Grounded è la trasposizione operistica dell’omonima pièce teatrale di successo di George Brant del 2013. La pièce è un one-woman show che conta ormai 184 produzioni in 25 paesi ed interpreti del calibro di Anne Hathaway. Nel 2014, il Metropolitan, nella figura di Paul Cremo, aveva chiesto a George Brant di trasformare la pièce in un’opera e lo ha affiancato alla compositrice Jeanine Tesori. Il WNO ha poi sviluppato l’idea in co-produzione con il Met e ha strappato a New York il privilegio della prima assoluta. Il Met ha però annunciato che “Grounded” inaugurerà la stagione 2024 del Metropolitan. Abbiamo quindi la possibilità non solo di vedere quest’opera in prima assoluta, ma anche di pregustare quasi in anteprima l’inaugurazione della prossima stagione del Met.
L’informazione chiave per capire l’opera è che i piloti di droni da guerra, che controllano dall’America i velivoli a migliaia di chilometri di distanza, hanno simili livelli di stress post-traumatico rispetto ai loro colleghi che pilotano i jet sul campo di battaglia. Lo stress post-traumatico è causato dall’incapacità dei veterani di reinserirsi nella società civile dopo la guerra, perché sentono che la società come un organismo estraneo che non ha vissuto le esperienze estreme della guerra e che non potrà mai capirli. I piloti di droni, come la protagonista di Grounded, soffrono di acuto stress post-traumatico perché, dopo aver visto scene tremende negli schermi ad alta risoluzione delle cabine di comando, devono tornarsene a casa dalla famiglia e vivere una vita “normale”. Impossibilitati a condividere con nessun civile le proprie esperienze traumatiche top-secret, ed estraniati dalla apparente tranquillità della vita quotidiana, soffrono gravi conseguenze dal punto di vista psicologico e fisico. Citando un passo del libretto: “se Ulisse fosse tornato a casa ogni sera, l’Odissea sarebbe un libro molto diverso”.

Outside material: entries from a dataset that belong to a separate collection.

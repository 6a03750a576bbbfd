//! Certificate fixtures for unit tests.
//!
//! Production code never issues certificates; tests need real ones, so they
//! are generated here with `rcgen`.

use std::fs;
use std::net::{IpAddr, Ipv4Addr};
use std::path::{Path, PathBuf};

use rcgen::{
    BasicConstraints, CertificateParams, DistinguishedName, DnType, ExtendedKeyUsagePurpose, IsCa,
    Issuer, KeyPair, SanType, date_time_ymd,
};
use rustls::pki_types::CertificateDer;

/// A certificate plus its private key, in PEM and DER form.
pub struct Identity {
    pub cert_pem: String,
    pub key_pem: String,
    pub der: CertificateDer<'static>,
}

impl Identity {
    /// Write `<stem>.pem` and `<stem>.key` under `dir`.
    pub fn write(&self, dir: &Path, stem: &str) -> (PathBuf, PathBuf) {
        let cert = dir.join(format!("{stem}.pem"));
        let key = dir.join(format!("{stem}.key"));
        fs::write(&cert, &self.cert_pem).unwrap();
        fs::write(&key, &self.key_pem).unwrap();
        (cert, key)
    }
}

/// A CA able to issue leaf certificates.
pub struct Authority {
    pub cert_pem: String,
    pub der: CertificateDer<'static>,
    issuer: Issuer<'static, KeyPair>,
}

impl Authority {
    pub fn new(cn: &str) -> Self {
        let key = KeyPair::generate().unwrap();
        let mut params = CertificateParams::default();
        params.distinguished_name = dn(cn);
        params.is_ca = IsCa::Ca(BasicConstraints::Unconstrained);
        let cert = params.self_signed(&key).unwrap();
        Self {
            cert_pem: cert.pem(),
            der: cert.der().clone(),
            issuer: Issuer::new(params, key),
        }
    }

    /// Issue a leaf valid for `127.0.0.1`.
    pub fn issue(&self, cn: &str) -> Identity {
        self.issue_with(leaf_params(cn))
    }

    /// Issue a certificate carrying `CA:TRUE`, signed by this authority.
    pub fn issue_ca(&self, cn: &str) -> Identity {
        let mut params = leaf_params(cn);
        params.is_ca = IsCa::Ca(BasicConstraints::Unconstrained);
        self.issue_with(params)
    }

    /// Issue a leaf restricted to the server-auth extended key usage.
    pub fn issue_server_only(&self, cn: &str) -> Identity {
        let mut params = leaf_params(cn);
        params.extended_key_usages = vec![ExtendedKeyUsagePurpose::ServerAuth];
        self.issue_with(params)
    }

    /// Issue a leaf whose validity window ended long ago.
    pub fn issue_expired(&self, cn: &str) -> Identity {
        let mut params = leaf_params(cn);
        params.not_before = date_time_ymd(2000, 1, 1);
        params.not_after = date_time_ymd(2001, 1, 1);
        self.issue_with(params)
    }

    pub fn write_cert(&self, dir: &Path, name: &str) -> PathBuf {
        let path = dir.join(name);
        fs::write(&path, &self.cert_pem).unwrap();
        path
    }

    fn issue_with(&self, params: CertificateParams) -> Identity {
        let key = KeyPair::generate().unwrap();
        let cert = params.signed_by(&key, &self.issuer).unwrap();
        Identity {
            cert_pem: cert.pem(),
            key_pem: key.serialize_pem(),
            der: cert.der().clone(),
        }
    }
}

/// A self-signed identity valid for `127.0.0.1`.
pub fn self_signed(cn: &str) -> Identity {
    let key = KeyPair::generate().unwrap();
    let cert = leaf_params(cn).self_signed(&key).unwrap();
    Identity {
        cert_pem: cert.pem(),
        key_pem: key.serialize_pem(),
        der: cert.der().clone(),
    }
}

/// A self-signed identity whose validity window ended long ago.
pub fn self_signed_expired(cn: &str) -> Identity {
    let key = KeyPair::generate().unwrap();
    let mut params = leaf_params(cn);
    params.not_before = date_time_ymd(2000, 1, 1);
    params.not_after = date_time_ymd(2001, 1, 1);
    let cert = params.self_signed(&key).unwrap();
    Identity {
        cert_pem: cert.pem(),
        key_pem: key.serialize_pem(),
        der: cert.der().clone(),
    }
}

fn leaf_params(cn: &str) -> CertificateParams {
    let mut params = CertificateParams::default();
    params.distinguished_name = dn(cn);
    params.subject_alt_names = vec![SanType::IpAddress(IpAddr::V4(Ipv4Addr::LOCALHOST))];
    params
}

/// Subject in the order the openssl prompts produce: C, ST, CN.
fn dn(cn: &str) -> DistinguishedName {
    let mut dn = DistinguishedName::new();
    dn.push(DnType::CountryName, "US");
    dn.push(DnType::StateOrProvinceName, "California");
    dn.push(DnType::CommonName, cn);
    dn
}
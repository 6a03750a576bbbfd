//! Prefix-echo exchange over an authenticated endpoint.
//!
//! The client sends one message; the server answers with
//! [`RESPONSE_PREFIX`] followed by the message.  One read per side, no
//! framing: a message longer than [`MAX_MESSAGE_SIZE`] is truncated by the
//! receiver.

use tokio::io::{AsyncRead, AsyncWrite};
use tracing::{debug, info};

use crate::endpoint::SecureEndpoint;
use crate::{Error, Result};

/// Prefix the server puts in front of every echoed message.
pub const RESPONSE_PREFIX: &str = "Return back to client: ";

/// Receive cap per message.
pub const MAX_MESSAGE_SIZE: usize = 1024;

/// Reply the server sends for `message`.
#[must_use]
pub fn expected_reply(message: &[u8]) -> Vec<u8> {
    let mut reply = Vec::with_capacity(RESPONSE_PREFIX.len() + message.len());
    reply.extend_from_slice(RESPONSE_PREFIX.as_bytes());
    reply.extend_from_slice(message);
    reply
}

/// Server side: receive one message, echo it with the prefix and return
/// what was received.
///
/// # Errors
///
/// Any endpoint error (`State`, `Transport`, `Timeout`).
pub async fn respond<IO>(endpoint: &mut SecureEndpoint<IO>) -> Result<Vec<u8>>
where
    IO: AsyncRead + AsyncWrite + Unpin,
{
    let message = endpoint.receive(MAX_MESSAGE_SIZE).await?;
    info!(
        peer = ?endpoint.peer_addr(),
        message = %String::from_utf8_lossy(&message),
        "received message"
    );
    endpoint.send(&expected_reply(&message)).await?;
    Ok(message)
}

/// Client side: send `message`, receive one reply and require it to be the
/// prefixed echo.  Returns the reply.
///
/// # Errors
///
/// Any endpoint error, or `Error::Protocol` if the reply is not
/// `RESPONSE_PREFIX + message`.
pub async fn initiate<IO>(endpoint: &mut SecureEndpoint<IO>, message: &[u8]) -> Result<Vec<u8>>
where
    IO: AsyncRead + AsyncWrite + Unpin,
{
    endpoint.send(message).await?;
    let reply = endpoint.receive(MAX_MESSAGE_SIZE).await?;

    if reply != expected_reply(message) {
        return Err(Error::Protocol(format!(
            "unexpected reply: {:?}",
            String::from_utf8_lossy(&reply)
        )));
    }
    debug!(bytes = reply.len(), "echo verified");
    Ok(reply)
}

Il libretto, ricavato da George Brant dalla sua pièce, ha mantenuto una forza dirompente. Nella trasformazione del one-woman show in un’opera completa, il librettista ha dovuto creare nuovi personaggi, dare loro spessore, aggiungere scene e situazioni coerenti con lo sviluppo della vicenda. Ci è riuscito in pieno. Nel libretto si alternano la guerra, il conflutto interiore, la sensualità e lo humor (quest’ultimo era la parte più sorprendente). Interessante anche l’idea di affiancare alla protagonista (Jess) un coro di uomini, che fanno la parte dell’interlocutore durante i dialoghi interiori, e un alter ego ( in locandina chiamato “also Jess”), che simboleggia lo sdoppiamento della protagonista tra la vita familiare e quella militare.C’erano però molte occasioni mancate nella musica, firmata dalla compositrice dell’opera Jeanine Tesori. La Tesori ha alle spalle due Tony Awards e ha scritto molti musical ed alcune opere, tra cui Blue, presentato al WNO l’anno scorso e anche a Seattle e ad Amsterdam.
La compositrice, in questa occasione, aveva il difficile compito di mettere in musica l’esperienza del volo dei jet e scene di guerra con bombardamenti veri e propri. Ha scelto quasi sempre un’interpretazione lirica ed intimistica, non sempre efficace. Infatti, le parti più riuscite erano quelle della vita domestica e quelle del dibattito interiore della protagonista e meno quelle drammatiche come le bombe e le scene militari (vedi la delicata musica corale della lettura della sentenza). Il problema principale, però, è che la musica non dà un ritmo all’opera, è frammentaria, ha molti tempi morti e momenti musicali superflui. Non aiuta la preferenza di Tesori per le forme chiuse e gli acuti alla fine dell’aria, con tanto di applausi “comandati” (fortunatamente rari nelle opere moderne). Gioverebbe un buon lavoro di forbici alla partitura.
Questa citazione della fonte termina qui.